On Thursday, 12 February, the International Criminal Court (ICC) informed the media that no decision had yet been taken by the Pre-Trial Chamber on last year’s application of Prosecutor Luis Moreno-Ocampo for an arrest warrant against the Sudanese President, Omar Hassan al-Bashir. The statement came in reaction to an article in the New York Times on Wednesday that the ICC had actually decided to issue the arrest warrant for al –Bashir.
Last week the African Union and the Sudanese ambassador to the United Nations (UN) requested the UN Security Council (SC) to delay the charges against the Sudanese President for alleged crimes of genocide, crimes against humanity and war crimes committed in Darfur. Both requested the SC to invoke Article 16 of the Rome Statute, which allows the SC to pass a resolution under chapter VII of the UN Charter that would suspend proceedings against al-Bashir for 12 months.

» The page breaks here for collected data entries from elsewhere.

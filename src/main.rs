//! Catalog Janitor command-line entry point.

use catalog_janitor::cli;
use clap::Parser;
use tracing_subscriber::{EnvFilter, fmt, prelude::*};

/// Used when RUST_LOG is unset; reconciliation logs under the "clean" targets
const DEFAULT_LOG_FILTER: &str = "catalog_janitor=info,clean=info";

fn main() -> anyhow::Result<()> {
    let args = cli::Cli::parse();

    // Initialize logging
    tracing_subscriber::registry()
        .with(fmt::layer().with_target(true))
        .with(log_filter(std::env::var("RUST_LOG").ok().as_deref()))
        .init();

    cli::run_command(&args)
}

/// RUST_LOG replaces the defaults entirely when set.
fn log_filter(rust_log: Option<&str>) -> EnvFilter {
    match rust_log {
        Some(directives) if !directives.trim().is_empty() => EnvFilter::new(directives),
        _ => EnvFilter::new(DEFAULT_LOG_FILTER),
    }
}
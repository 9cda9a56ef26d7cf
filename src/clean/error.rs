//! Errors raised while reconciling catalog entries.

use std::fmt;
use std::path::PathBuf;

use crate::model::EntryKind;

/// Step of a transactional removal that failed.
#[derive(Debug, Clone, Copy, PartialEq, Eq)]
pub enum RemovalStage {
    /// Opening the transaction
    Begin,
    /// Deleting join/relationship rows that reference the entity
    Dependents,
    /// Deleting the entity row itself
    Entity,
    /// Committing the transaction
    Commit,
}

impl fmt::Display for RemovalStage {
    fn fmt(&self, f: &mut fmt::Formatter<'_>) -> fmt::Result {
        f.write_str(match self {
            Self::Begin => "begin",
            Self::Dependents => "dependent rows",
            Self::Entity => "entity row",
            Self::Commit => "commit",
        })
    }
}

/// Reconciliation error taxonomy.
///
/// Every variant is resolved at the task boundary: it is logged and reported
/// for its own entry, never propagated to sibling tasks.
#[derive(Debug, thiserror::Error)]
pub enum CleanError {
    /// A root could not be compared against (treated as non-containing)
    #[error("Ambiguous containment against root {root:?}: {message}")]
    ClassificationAmbiguous { root: PathBuf, message: String },

    /// Reading the entry's current state failed
    #[error("Failed to look up {kind} {id}: {source}")]
    Lookup {
        kind: EntryKind,
        id: i64,
        #[source]
        source: sqlx::Error,
    },

    /// A store error inside the removal transaction (always rolled back)
    #[error("Failed to remove {kind} {id} ({stage}): {source}")]
    RemovalFailed {
        kind: EntryKind,
        id: i64,
        stage: RemovalStage,
        #[source]
        source: sqlx::Error,
    },

    /// The entity row disappeared before it could be deleted
    #[error("{kind} {id} no longer exists in the catalog")]
    EntityMissing { kind: EntryKind, id: i64 },

    /// A derived file could not be removed after a committed deletion
    #[error("Failed to remove artifact {path:?} of {kind} {id}: {source}")]
    ArtifactCleanupFailed {
        kind: EntryKind,
        id: i64,
        path: PathBuf,
        #[source]
        source: std::io::Error,
    },

    /// A spawned task panicked or was cancelled
    #[error("Task join error: {0}")]
    TaskJoin(String),
}

impl CleanError {
    pub(crate) fn removal(
        kind: EntryKind,
        id: i64,
        stage: RemovalStage,
        source: sqlx::Error,
    ) -> Self {
        Self::RemovalFailed {
            kind,
            id,
            stage,
            source,
        }
    }

    /// True for errors raised by the removal transaction.
    pub fn is_removal_failure(&self) -> bool {
        matches!(
            self,
            Self::RemovalFailed { .. } | Self::EntityMissing { .. }
        )
    }
}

The African Union expressed its concern that an indictment of the Sudanese President would pose a threat to the peace process in Sudan. In November 2008 al-Bashir agreed to an unconditional cease-fire in Darfur. In the recent past, however, a majority of SC members have argued that, in view of the continuing violence, the case should go forward. The resolution for which the African Union is asking would require an affirmative vote of at least 9 of the 15 members including the 5 permanent members.

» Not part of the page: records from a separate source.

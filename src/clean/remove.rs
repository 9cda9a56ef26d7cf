//! Atomic removal of an entity and the rows that reference it.
//!
//! One removal is one transaction: dependent rows first, then the entity row,
//! then commit. Any failure rolls the whole transaction back, so an entry is
//! either fully present or fully gone. Only a successful commit counts as
//! [`DeletionOutcome::Committed`].

use sqlx::sqlite::{Sqlite, SqlitePool};
use sqlx::Transaction;

use super::error::{CleanError, RemovalStage};
use crate::model::EntryKind;

/// Result of a transactional removal attempt.
#[derive(Debug)]
pub enum DeletionOutcome {
    Committed,
    Failed(CleanError),
}

impl DeletionOutcome {
    pub fn is_committed(&self) -> bool {
        matches!(self, Self::Committed)
    }
}

/// Statements clearing every row that references an entity, in execution
/// order. Each binds the entity ID once.
fn dependent_statements(kind: EntryKind) -> &'static [&'static str] {
    match kind {
        EntryKind::Scene => &[
            "DELETE FROM scene_markers_tags WHERE scene_marker_id IN \
             (SELECT id FROM scene_markers WHERE scene_id = ?)",
            "DELETE FROM scene_markers WHERE scene_id = ?",
            "DELETE FROM performers_scenes WHERE scene_id = ?",
            "DELETE FROM scenes_tags WHERE scene_id = ?",
            "DELETE FROM movies_scenes WHERE scene_id = ?",
            // Galleries outlive the scene they were attached to
            "UPDATE galleries SET scene_id = NULL WHERE scene_id = ?",
        ],
        EntryKind::Gallery => &[
            "DELETE FROM galleries_tags WHERE gallery_id = ?",
            "DELETE FROM performers_galleries WHERE gallery_id = ?",
        ],
    }
}

fn entity_statement(kind: EntryKind) -> &'static str {
    match kind {
        EntryKind::Scene => "DELETE FROM scenes WHERE id = ?",
        EntryKind::Gallery => "DELETE FROM galleries WHERE id = ?",
    }
}

/// Remove an entity and its dependent rows in a single transaction.
pub async fn remove(pool: &SqlitePool, kind: EntryKind, id: i64) -> DeletionOutcome {
    match destroy(pool, kind, id).await {
        Ok(()) => {
            tracing::debug!(target: "clean::remove", "Committed removal of {} {}", kind, id);
            DeletionOutcome::Committed
        }
        Err(e) => {
            tracing::info!(target: "clean::remove", "Error deleting {} {} from database: {}", kind, id, e);
            DeletionOutcome::Failed(e)
        }
    }
}

async fn destroy(pool: &SqlitePool, kind: EntryKind, id: i64) -> Result<(), CleanError> {
    let mut tx = pool
        .begin()
        .await
        .map_err(|e| CleanError::removal(kind, id, RemovalStage::Begin, e))?;

    if let Err(e) = delete_rows(&mut tx, kind, id).await {
        if let Err(rollback_err) = tx.rollback().await {
            tracing::warn!(target: "clean::remove", "Rollback of {} {} failed: {}", kind, id, rollback_err);
        }
        return Err(e);
    }

    tx.commit()
        .await
        .map_err(|e| CleanError::removal(kind, id, RemovalStage::Commit, e))
}

async fn delete_rows(
    tx: &mut Transaction<'_, Sqlite>,
    kind: EntryKind,
    id: i64,
) -> Result<(), CleanError> {
    for &sql in dependent_statements(kind) {
        sqlx::query(sql)
            .bind(id)
            .execute(&mut **tx)
            .await
            .map_err(|e| CleanError::removal(kind, id, RemovalStage::Dependents, e))?;
    }

    let result = sqlx::query(entity_statement(kind))
        .bind(id)
        .execute(&mut **tx)
        .await
        .map_err(|e| CleanError::removal(kind, id, RemovalStage::Entity, e))?;

    if result.rows_affected() == 0 {
        return Err(CleanError::EntityMissing { kind, id });
    }

    Ok(())
}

At a press conference last Tuesday, UN Secretary-General Ban Ki-moon stated that whatever decision the ICC Pre-Trial Chamber might take “it will be very important for President Bashir and the Sudanese Government to react very responsibly and ensure the safety and security of the United Nations peacekeepers, and protect the human rights of all the population there, and also faithfully implement the Comprehensive Peace Agreement. And he should fully cooperate with whatever decisions that the ICC makes. This is a very important fundamental principle that he should take.”